Scan the data below and give the number of lines that include the word "current", with no other words.

#### Input data:
= = = = =

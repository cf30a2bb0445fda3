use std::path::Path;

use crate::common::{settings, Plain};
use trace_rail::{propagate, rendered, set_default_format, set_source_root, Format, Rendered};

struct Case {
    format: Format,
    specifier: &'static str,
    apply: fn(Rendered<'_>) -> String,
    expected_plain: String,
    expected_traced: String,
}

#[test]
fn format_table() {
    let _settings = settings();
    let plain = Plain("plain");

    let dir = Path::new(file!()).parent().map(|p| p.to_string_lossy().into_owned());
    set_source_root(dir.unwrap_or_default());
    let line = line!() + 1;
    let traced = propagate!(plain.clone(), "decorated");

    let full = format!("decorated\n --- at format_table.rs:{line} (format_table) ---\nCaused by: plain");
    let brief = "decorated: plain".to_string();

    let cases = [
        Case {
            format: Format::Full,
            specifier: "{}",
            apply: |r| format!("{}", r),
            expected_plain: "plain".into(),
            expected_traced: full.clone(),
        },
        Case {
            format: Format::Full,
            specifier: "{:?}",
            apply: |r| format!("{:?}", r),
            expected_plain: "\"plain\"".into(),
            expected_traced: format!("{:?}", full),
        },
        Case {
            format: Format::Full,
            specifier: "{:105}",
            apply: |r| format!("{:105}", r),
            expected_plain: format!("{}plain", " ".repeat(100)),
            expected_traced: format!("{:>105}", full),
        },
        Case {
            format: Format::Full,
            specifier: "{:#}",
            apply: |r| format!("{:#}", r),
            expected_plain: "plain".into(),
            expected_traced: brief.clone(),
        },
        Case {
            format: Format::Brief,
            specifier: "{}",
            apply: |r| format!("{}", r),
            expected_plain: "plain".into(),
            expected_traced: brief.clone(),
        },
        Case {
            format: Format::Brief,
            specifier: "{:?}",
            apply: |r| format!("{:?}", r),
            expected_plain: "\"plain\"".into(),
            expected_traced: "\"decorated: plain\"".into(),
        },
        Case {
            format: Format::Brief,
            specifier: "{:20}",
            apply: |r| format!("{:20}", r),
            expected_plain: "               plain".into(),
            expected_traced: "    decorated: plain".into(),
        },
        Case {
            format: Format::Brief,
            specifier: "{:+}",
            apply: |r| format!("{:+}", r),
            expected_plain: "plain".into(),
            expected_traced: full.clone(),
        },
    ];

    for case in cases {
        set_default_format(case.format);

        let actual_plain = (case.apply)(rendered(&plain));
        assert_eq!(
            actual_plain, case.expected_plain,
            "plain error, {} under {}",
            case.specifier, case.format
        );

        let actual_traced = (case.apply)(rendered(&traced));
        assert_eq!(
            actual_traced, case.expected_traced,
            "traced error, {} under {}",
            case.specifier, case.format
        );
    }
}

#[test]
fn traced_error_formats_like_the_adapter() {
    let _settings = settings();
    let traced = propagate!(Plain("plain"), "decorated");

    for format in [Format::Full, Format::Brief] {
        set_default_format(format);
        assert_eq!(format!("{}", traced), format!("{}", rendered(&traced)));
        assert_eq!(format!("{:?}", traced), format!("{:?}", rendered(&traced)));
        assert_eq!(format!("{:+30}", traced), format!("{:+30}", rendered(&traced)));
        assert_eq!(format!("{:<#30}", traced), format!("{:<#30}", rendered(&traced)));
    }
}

= = = = =

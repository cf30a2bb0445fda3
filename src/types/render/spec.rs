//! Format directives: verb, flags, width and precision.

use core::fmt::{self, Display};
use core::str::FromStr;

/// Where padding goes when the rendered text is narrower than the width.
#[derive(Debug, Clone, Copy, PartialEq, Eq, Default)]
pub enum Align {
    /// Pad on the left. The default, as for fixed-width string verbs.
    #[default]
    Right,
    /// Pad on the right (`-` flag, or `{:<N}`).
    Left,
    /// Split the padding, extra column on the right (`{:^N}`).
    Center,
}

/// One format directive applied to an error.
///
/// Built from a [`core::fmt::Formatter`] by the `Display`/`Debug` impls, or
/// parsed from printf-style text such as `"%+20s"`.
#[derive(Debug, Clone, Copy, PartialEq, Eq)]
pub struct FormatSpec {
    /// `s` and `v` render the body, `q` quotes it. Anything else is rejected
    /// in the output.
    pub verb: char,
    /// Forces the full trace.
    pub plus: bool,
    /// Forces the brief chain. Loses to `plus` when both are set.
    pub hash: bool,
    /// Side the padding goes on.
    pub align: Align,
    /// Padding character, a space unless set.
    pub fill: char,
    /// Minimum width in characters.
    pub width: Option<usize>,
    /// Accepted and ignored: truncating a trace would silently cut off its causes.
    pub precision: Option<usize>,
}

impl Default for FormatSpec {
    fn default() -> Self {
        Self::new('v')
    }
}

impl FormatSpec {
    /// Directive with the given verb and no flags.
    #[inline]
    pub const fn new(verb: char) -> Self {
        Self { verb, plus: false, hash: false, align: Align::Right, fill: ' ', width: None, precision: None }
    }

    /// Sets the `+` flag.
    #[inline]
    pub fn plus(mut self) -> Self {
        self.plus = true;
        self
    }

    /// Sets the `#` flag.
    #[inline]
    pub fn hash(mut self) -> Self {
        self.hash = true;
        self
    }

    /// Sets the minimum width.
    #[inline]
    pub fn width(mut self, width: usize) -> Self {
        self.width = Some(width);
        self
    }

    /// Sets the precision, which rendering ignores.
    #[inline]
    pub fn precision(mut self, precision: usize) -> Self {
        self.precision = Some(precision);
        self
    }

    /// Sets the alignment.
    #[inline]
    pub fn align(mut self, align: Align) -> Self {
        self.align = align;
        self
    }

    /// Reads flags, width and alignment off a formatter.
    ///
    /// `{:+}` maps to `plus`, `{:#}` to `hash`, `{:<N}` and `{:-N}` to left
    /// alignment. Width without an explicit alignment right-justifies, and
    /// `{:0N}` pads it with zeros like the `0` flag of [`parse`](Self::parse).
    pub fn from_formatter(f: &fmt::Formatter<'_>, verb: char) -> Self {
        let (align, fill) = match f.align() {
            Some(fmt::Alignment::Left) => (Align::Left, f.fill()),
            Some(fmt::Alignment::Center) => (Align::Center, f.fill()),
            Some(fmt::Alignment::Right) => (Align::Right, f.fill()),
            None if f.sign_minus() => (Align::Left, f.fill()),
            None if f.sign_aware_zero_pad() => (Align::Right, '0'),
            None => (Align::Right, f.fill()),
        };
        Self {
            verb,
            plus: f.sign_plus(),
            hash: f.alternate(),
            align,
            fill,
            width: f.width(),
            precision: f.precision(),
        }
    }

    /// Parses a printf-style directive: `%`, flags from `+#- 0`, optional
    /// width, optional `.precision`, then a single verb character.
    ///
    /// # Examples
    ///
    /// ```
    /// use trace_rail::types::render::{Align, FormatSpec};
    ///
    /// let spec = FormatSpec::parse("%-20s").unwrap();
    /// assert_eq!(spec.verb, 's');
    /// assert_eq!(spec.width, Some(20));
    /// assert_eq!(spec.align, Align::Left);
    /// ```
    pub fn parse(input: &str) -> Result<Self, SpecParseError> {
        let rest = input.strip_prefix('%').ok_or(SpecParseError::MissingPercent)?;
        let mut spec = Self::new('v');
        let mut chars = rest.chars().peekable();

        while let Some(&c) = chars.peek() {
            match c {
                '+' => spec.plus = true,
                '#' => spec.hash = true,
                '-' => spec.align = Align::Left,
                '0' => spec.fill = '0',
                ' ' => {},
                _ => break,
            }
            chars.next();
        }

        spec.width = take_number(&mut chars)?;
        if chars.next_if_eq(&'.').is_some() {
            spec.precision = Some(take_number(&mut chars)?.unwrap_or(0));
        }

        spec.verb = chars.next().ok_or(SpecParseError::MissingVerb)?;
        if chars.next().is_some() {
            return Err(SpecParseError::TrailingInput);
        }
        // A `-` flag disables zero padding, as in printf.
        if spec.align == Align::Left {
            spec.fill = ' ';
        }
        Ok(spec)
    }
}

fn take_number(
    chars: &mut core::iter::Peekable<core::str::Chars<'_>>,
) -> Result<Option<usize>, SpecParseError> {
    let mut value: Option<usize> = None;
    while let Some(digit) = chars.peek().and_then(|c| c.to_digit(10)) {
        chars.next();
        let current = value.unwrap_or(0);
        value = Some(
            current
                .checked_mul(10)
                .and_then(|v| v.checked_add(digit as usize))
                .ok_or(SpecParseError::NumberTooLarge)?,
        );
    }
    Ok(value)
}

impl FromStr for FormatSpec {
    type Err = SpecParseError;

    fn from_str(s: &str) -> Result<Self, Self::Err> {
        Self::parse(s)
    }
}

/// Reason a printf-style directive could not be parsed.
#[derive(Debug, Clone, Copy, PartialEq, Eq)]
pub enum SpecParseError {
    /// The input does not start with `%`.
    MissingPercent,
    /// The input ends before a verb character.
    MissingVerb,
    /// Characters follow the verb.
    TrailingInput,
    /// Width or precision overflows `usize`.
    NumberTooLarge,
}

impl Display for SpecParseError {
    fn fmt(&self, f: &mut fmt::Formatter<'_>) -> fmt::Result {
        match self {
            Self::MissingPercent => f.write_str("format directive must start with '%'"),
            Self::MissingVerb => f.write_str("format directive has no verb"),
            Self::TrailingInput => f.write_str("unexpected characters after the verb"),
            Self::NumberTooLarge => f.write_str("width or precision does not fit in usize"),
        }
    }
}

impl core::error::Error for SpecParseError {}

= = = = =

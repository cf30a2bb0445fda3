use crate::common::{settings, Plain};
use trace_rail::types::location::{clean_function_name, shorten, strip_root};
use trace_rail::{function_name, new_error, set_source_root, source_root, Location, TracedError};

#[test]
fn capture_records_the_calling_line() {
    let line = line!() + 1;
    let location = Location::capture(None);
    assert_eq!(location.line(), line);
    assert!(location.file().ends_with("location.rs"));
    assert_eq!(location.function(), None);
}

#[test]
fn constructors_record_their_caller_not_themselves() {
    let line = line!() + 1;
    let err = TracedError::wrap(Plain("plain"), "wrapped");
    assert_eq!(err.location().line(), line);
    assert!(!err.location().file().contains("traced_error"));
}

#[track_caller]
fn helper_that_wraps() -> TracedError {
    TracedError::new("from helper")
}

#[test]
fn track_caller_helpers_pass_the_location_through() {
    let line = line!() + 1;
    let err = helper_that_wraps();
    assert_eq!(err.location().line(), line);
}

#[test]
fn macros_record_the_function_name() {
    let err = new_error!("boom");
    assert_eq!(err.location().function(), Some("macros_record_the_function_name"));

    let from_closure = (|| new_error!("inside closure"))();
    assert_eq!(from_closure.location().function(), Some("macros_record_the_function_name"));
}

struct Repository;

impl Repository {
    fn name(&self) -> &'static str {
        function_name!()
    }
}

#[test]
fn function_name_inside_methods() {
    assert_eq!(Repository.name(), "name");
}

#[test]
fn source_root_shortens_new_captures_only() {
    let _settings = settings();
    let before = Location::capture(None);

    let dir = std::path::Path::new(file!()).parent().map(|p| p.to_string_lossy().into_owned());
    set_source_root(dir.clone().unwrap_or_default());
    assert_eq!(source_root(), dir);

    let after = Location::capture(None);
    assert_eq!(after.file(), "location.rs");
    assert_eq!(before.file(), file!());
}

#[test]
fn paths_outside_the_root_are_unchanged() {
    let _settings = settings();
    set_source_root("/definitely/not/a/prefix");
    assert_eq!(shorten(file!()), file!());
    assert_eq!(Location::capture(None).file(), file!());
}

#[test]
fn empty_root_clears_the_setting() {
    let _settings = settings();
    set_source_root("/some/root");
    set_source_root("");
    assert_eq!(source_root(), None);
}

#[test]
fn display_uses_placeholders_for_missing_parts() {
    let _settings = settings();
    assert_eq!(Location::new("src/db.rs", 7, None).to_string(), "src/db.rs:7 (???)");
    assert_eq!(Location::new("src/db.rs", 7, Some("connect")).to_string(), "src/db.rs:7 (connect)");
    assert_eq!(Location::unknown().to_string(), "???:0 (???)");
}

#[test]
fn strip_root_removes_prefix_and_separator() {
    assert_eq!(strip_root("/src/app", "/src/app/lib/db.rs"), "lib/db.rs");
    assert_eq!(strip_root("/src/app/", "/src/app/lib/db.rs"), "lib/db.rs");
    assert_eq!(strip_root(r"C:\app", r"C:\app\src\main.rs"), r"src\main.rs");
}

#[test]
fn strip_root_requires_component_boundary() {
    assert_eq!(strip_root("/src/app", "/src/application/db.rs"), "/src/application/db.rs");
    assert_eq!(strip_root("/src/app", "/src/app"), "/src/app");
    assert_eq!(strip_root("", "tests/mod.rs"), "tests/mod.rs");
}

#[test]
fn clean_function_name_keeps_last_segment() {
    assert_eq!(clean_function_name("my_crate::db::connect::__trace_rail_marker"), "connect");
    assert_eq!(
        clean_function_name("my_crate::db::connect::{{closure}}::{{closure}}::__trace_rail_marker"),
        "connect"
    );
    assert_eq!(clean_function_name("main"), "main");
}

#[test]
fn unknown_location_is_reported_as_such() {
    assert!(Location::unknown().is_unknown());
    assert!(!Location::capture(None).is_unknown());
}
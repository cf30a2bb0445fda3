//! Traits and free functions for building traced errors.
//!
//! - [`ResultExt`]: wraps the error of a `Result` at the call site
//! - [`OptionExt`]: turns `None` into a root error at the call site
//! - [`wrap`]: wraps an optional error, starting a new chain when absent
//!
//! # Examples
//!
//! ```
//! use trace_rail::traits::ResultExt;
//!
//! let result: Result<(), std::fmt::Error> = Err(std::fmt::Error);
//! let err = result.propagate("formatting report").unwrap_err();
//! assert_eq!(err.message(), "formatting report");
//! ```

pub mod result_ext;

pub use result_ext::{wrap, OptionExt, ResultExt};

= = = = =

#### Task response:
2